In seguito a queste osservazioni, ho deciso di organizzare il lavoro in cinque
parti, delle quali la prima si concentra sull’indagine delle complesse radici del
cinema «beur», nato dal cinema dell’emigrazione. Questa prima parte ha
carattere prettamente storico: è descritta la nascita e lo sviluppo durante gli anni
Ottanta del cinema «beur». Nelle tre sezioni centrali si passa all’analisi degli anni
Novanta, ma in questo caso con un percorso di tipo tematico, attraverso il quale,
evidenziando le problematiche che ricorrono nei film dei registi «beur», si
ricercano i legami con i film francesi. Si va delineando così una possibile
struttura che porta alla luce quella che, più che una probabile fusione, si presenta
ormai come una decisa affermazione della presenza attiva e viva di attori e registi
«beur» nel cinema francese, senza perdere ciò che hanno in più: un bagaglio
culturale complesso con cui confrontarsi. Per questo motivo, oltre che per
questioni di praticità nel lavoro, durante tutta la stesura si è mantenuta la
definizione, per quanto arbitraria, di cinema «beur». Nell’ultima parte, si riprende
un discorso più cinematografico, con l’intenzione di riordinare le osservazioni
effettuate sui film e sui registi che sono stati presi in considerazione nelle sezioni
precedenti.
Un interesse ancora maggiore e un’impronta ancora più forte, in questo sguardo
sui temi del cinema «beur» e della sua evoluzione all’interno del cinema
francese, si ottengono se lo paragoniamo alle realtà simili che esistono in altri
paesi europei, come il cinema turco in Germania, o il cinema indo-pakistano in
Gran Bretagna. La rassegna del festival di Pesaro del 2000 dedicata al cinema del
«métissage» europeo, proprio alla fine del decennio preso in considerazione in
questo lavoro, è il deciso segnale che il fenomeno si può riportare su grande scala
a tutta l’Europa. All’interno di un discorso sulle cinematografie “meticce” il
ruolo dei «beur» è fondamentale: anche quando non sono propriamente meticci,
avendo entrambi i genitori maghrebini, o, ancora, sono arrivati in Francia da
bambini, i giovani «beur», pur essendo e sentendosi francesi a tutti gli effetti,
portano comunque con loro una diversa cultura, un “apparato genetico” di cui
spesso conoscono ben poco, ma che li distingue.

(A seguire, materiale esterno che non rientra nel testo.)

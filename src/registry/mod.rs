pub mod choice_set;
pub mod token_manager;

pub use choice_set::{ChoiceSet, RegistrySource};
pub use token_manager::{ProbeAuth, ProbeSpec, ServiceEntry, TokenManager};
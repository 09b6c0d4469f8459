//! Flag table
//!
//! One static description of every command-line flag. The clap command and
//! the help text are both generated from [`FLAGS`].

/// What a flag does when present
#[derive(Debug, Clone, Copy, PartialEq, Eq)]
pub enum FlagKind {
    /// Boolean switch, no value
    Switch,
    /// Takes exactly one value
    Value,
    /// Prints the version and stops
    Version,
    /// Prints the help text and stops
    Help,
}

/// Metadata of one flag
#[derive(Debug, Clone, Copy, PartialEq, Eq)]
pub struct FlagSpec {
    /// Destination name (clap argument id)
    pub dest: &'static str,
    /// Accepted spellings, in display order
    pub aliases: &'static [&'static str],
    pub kind: FlagKind,
    pub help: &'static str,
}

impl FlagSpec {
    /// Single-character short form (`-p`)
    pub fn short(&self) -> Option<char> {
        self.aliases.iter().find_map(|alias| {
            let rest = alias.strip_prefix('-')?;
            let mut chars = rest.chars();
            match (chars.next(), chars.next()) {
                (Some(c), None) if c != '-' => Some(c),
                _ => None,
            }
        })
    }

    /// Long form without dashes; falls back to `dest`
    pub fn long(&self) -> &'static str {
        self.aliases
            .iter()
            .find_map(|alias| alias.strip_prefix("--"))
            .unwrap_or(self.dest)
    }

    /// Single-dash multi-letter spellings (`-secretscope`, `-sec`)
    pub fn word_aliases(&self) -> impl Iterator<Item = &'static str> {
        self.aliases
            .iter()
            .copied()
            .filter(|alias| !alias.starts_with("--") && alias.len() > 2)
    }

    pub fn takes_value(&self) -> bool {
        self.kind == FlagKind::Value
    }

    /// Uppercase placeholder for value flags (`<PROVIDER>`)
    pub fn placeholder(&self) -> Option<String> {
        self.takes_value()
            .then(|| format!("<{}>", self.dest.to_uppercase()))
    }

    pub fn matches(&self, token: &str) -> bool {
        self.aliases.contains(&token)
    }
}

/// Every flag of the tool
pub const FLAGS: &[FlagSpec] = &[
    FlagSpec {
        dest: "help",
        aliases: &["-h", "--help"],
        kind: FlagKind::Help,
        help: "Show this help message and exit.",
    },
    FlagSpec {
        dest: "secretscope",
        aliases: &["-secretscope"],
        kind: FlagKind::Switch,
        help: "Explore the secret universe. Your next target awaits.",
    },
    FlagSpec {
        dest: "provider",
        aliases: &["-p", "--provider"],
        kind: FlagKind::Value,
        help: "Specify your provider. Unleash your validation arsenal.",
    },
    FlagSpec {
        dest: "service",
        aliases: &["-s", "--service"],
        kind: FlagKind::Value,
        help: "Specify your target service. Validate your secrets with precision.",
    },
    FlagSpec {
        dest: "secret",
        aliases: &["-sec", "--secret"],
        kind: FlagKind::Value,
        help: "Unveil your secrets to verify their authenticity.",
    },
    FlagSpec {
        dest: "response",
        aliases: &["-r", "--response"],
        kind: FlagKind::Switch,
        help: "Monitor the status. View if your secret is Active or InActive.",
    },
    FlagSpec {
        dest: "report",
        aliases: &["-R", "--report"],
        kind: FlagKind::Value,
        help: "Get detailed reports. Receive validated secrets via email [Alpha Feature].",
    },
    FlagSpec {
        dest: "version",
        aliases: &["-v", "--version"],
        kind: FlagKind::Version,
        help: "Expose the version.",
    },
    FlagSpec {
        dest: "update",
        aliases: &["--update"],
        kind: FlagKind::Switch,
        help: "Hack the tool to the latest version.",
    },
];

/// Look up a flag by its destination name
pub fn flag(dest: &str) -> Option<&'static FlagSpec> {
    FLAGS.iter().find(|spec| spec.dest == dest)
}

/// Position of a token after [`normalize_args`] bookkeeping
enum Position {
    Flag,
    Value,
    Positional,
}

/// Rewrite single-dash word flags into their long form.
///
/// clap reads `-sec` as `-s ec`, so `-secretscope` and `-sec` (also
/// `-sec=value`) become `--secretscope` and `--secret`. Tokens in value
/// position and everything after `--` are left alone. The first element is
/// the program name and is kept as is.
pub fn normalize_args<I, T>(args: I) -> Vec<String>
where
    I: IntoIterator<Item = T>,
    T: Into<String>,
{
    let mut iter = args.into_iter().map(Into::into);
    let mut normalized: Vec<String> = iter.next().into_iter().collect();
    let mut position = Position::Flag;

    for token in iter {
        match position {
            Position::Value => {
                normalized.push(token);
                position = Position::Flag;
                continue;
            }
            Position::Positional => {
                normalized.push(token);
                continue;
            }
            Position::Flag => {}
        }

        if token == "--" {
            normalized.push(token);
            position = Position::Positional;
            continue;
        }

        let (name, inline_value) = match token.split_once('=') {
            Some((name, value)) => (name.to_string(), Some(value.to_string())),
            None => (token.clone(), None),
        };

        let spec = FLAGS.iter().find(|spec| spec.matches(&name));
        let rewritten = match spec {
            Some(spec) if spec.word_aliases().any(|alias| alias == name) => {
                let long = format!("--{}", spec.long());
                match &inline_value {
                    Some(value) => format!("{}={}", long, value),
                    None => long,
                }
            }
            _ => token,
        };

        if let Some(spec) = spec
            && spec.takes_value()
            && inline_value.is_none()
        {
            position = Position::Value;
        }

        normalized.push(rewritten);
    }

    normalized
}

/// Whether the arguments ask for the version (in flag position).
///
/// Expects arguments already passed through [`normalize_args`].
pub fn requests_version(args: &[String]) -> bool {
    let mut expecting_value = false;

    for token in args.iter().skip(1) {
        if expecting_value {
            expecting_value = false;
            continue;
        }
        if token == "--" {
            return false;
        }
        if let Some(spec) = FLAGS.iter().find(|spec| spec.matches(token)) {
            match spec.kind {
                FlagKind::Version => return true,
                FlagKind::Value => expecting_value = true,
                _ => {}
            }
        }
    }

    false
}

Per svolgere questa analisi è stato necessario un periodo di ricerca all’estero a
causa della difficile reperibilità del materiale visivo in Italia. Parigi ha permesso
la raccolta di buona parte dei film prodotti in questi ultimi anni. Mi è stato
possibile reperire il materiale necessario, e vedere molti film «beur» e non solo
che in alcuni casi erano molto difficili da trovare, grazie ad alcune biblioteche: in
particolare, la BNF (Bibliothèque nationale française) e la BIFI (Bibliothèque du
film); di quest’ultima vorrei ringraziare il personale, particolarmente gentile e
disponibile. Anche il “Forum des Images”, dove si trovano tutti i film di cui
Parigi è in qualche modo lo sfondo, o, a volte, la protagonista, si è rivelato un
prezioso aiuto per far in modo che io potessi avere la più ampia visione possibile
sull’argomento. Un ringraziamento particolare lo rivolgo anche all’IMA (Institut
du monde arabe), dove durante il periodo di ricerca mi è stato permesso di
vedere, ogni week-end, film che altrimenti non avrei mai potuto vedere su grande
schermo, nonché alle seguenti case di produzione, che si sono dimostrate
particolarmente disponibili concedendomi il prestito di alcuni film: la Kfilms
production, la Quo Vadis Cinéma, l’ACID e Les films Pelléas.